Give only the number of lines in the records below that contain the word "DetailViewState".

•••••

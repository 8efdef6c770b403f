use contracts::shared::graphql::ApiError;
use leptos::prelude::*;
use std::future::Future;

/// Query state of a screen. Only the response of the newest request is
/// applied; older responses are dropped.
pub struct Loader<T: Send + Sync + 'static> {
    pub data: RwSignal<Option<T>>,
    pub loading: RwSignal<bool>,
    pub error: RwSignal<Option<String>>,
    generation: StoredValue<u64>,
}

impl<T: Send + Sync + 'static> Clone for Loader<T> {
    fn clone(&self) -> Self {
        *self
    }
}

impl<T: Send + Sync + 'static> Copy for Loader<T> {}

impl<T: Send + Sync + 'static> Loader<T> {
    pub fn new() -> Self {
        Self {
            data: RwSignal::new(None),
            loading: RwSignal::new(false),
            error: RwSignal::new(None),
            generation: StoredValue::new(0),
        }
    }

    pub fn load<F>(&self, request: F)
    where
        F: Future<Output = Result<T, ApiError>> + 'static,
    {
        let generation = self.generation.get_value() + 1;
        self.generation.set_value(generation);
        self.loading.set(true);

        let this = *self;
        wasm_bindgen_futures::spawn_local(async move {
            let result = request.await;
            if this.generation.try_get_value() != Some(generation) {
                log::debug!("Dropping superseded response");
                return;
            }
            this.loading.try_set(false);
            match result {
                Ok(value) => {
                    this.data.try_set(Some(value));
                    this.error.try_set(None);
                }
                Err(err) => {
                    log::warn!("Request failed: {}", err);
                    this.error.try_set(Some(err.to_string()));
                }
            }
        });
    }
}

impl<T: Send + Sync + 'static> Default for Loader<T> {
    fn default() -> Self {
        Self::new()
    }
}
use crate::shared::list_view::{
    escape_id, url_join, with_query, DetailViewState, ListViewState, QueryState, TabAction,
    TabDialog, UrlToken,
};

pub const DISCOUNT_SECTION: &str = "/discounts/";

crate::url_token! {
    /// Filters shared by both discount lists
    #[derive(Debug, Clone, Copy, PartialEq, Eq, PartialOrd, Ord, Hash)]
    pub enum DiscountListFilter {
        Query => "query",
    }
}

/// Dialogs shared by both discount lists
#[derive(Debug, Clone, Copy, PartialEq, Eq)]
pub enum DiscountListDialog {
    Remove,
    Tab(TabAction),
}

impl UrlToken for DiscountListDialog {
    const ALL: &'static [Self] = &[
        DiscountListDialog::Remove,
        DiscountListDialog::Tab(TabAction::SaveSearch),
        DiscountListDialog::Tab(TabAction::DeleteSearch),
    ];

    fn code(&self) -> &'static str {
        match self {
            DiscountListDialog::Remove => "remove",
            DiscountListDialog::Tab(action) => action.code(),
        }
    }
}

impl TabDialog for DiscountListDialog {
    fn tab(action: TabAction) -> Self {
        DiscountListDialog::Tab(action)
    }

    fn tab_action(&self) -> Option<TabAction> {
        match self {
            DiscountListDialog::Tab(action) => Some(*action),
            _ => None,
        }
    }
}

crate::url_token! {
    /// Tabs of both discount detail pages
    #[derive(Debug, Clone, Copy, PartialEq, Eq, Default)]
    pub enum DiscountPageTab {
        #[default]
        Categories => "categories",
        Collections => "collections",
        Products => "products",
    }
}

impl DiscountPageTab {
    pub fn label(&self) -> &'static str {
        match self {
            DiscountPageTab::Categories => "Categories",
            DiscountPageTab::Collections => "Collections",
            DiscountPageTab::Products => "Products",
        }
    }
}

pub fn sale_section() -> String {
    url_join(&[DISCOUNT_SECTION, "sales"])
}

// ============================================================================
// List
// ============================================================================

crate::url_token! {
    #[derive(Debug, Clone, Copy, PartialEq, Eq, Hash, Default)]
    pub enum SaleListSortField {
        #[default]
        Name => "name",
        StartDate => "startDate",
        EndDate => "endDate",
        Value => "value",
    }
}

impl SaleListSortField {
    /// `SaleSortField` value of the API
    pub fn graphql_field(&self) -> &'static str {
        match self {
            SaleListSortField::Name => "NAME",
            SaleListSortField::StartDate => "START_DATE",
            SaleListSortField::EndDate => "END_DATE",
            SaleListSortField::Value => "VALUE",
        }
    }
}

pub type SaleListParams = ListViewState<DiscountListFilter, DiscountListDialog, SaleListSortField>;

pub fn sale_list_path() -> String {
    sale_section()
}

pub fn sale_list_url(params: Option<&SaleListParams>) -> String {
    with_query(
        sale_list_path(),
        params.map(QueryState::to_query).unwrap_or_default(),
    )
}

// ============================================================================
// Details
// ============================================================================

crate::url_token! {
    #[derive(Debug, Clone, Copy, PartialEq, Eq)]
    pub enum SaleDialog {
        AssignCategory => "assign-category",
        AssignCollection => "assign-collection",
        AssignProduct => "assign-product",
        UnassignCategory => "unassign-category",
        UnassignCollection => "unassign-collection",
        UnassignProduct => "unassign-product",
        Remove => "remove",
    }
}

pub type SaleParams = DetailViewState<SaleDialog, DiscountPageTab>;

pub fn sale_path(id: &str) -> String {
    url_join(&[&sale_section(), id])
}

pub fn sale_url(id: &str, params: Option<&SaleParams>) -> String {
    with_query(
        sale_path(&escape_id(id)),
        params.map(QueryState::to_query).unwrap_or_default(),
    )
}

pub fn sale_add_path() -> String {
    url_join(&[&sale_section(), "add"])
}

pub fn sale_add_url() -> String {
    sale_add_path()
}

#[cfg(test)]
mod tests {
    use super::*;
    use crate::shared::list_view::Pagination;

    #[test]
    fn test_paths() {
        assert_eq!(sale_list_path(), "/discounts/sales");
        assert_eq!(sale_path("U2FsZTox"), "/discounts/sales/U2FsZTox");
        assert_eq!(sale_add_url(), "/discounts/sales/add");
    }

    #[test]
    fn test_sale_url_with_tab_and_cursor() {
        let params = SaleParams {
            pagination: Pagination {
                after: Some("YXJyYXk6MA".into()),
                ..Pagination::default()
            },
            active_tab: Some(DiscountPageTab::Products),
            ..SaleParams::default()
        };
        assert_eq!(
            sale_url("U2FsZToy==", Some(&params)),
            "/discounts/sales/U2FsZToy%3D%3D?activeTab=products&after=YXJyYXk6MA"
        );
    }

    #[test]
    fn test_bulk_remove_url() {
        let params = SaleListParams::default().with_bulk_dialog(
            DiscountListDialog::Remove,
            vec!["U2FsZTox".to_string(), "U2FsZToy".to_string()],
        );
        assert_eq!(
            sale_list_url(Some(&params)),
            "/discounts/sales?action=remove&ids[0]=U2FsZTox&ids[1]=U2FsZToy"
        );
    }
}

•••••

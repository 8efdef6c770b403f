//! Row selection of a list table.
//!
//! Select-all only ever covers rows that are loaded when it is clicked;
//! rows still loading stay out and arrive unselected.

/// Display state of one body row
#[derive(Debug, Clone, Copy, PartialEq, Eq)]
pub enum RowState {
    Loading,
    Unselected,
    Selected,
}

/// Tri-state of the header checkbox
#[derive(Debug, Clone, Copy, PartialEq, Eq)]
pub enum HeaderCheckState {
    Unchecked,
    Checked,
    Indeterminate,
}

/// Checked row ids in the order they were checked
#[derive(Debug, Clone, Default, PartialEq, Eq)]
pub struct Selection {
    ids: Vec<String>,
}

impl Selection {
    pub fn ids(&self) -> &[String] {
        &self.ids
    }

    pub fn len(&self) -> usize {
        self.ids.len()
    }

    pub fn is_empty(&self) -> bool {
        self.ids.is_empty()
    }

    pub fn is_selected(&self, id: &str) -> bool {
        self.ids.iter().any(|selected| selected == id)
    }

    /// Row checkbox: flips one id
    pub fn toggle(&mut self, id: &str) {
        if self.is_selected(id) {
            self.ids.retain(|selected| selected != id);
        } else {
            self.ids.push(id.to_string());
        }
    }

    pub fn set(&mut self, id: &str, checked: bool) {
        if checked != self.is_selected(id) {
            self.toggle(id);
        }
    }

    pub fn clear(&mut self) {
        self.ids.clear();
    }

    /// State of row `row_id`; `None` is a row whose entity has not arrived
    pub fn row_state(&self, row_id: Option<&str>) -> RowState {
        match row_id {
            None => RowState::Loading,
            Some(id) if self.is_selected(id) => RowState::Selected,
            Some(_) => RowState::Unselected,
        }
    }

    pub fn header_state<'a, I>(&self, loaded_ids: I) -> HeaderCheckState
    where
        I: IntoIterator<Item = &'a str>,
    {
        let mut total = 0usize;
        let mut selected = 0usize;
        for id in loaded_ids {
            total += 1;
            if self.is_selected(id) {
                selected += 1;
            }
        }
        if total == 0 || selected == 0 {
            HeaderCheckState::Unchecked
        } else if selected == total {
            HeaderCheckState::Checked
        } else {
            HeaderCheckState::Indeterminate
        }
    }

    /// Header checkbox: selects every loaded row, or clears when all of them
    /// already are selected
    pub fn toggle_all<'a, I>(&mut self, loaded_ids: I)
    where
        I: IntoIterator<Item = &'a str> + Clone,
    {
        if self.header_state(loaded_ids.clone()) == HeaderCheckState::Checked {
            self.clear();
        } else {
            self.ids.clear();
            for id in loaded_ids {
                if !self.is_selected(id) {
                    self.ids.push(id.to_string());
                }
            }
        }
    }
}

•••••

Task solution
2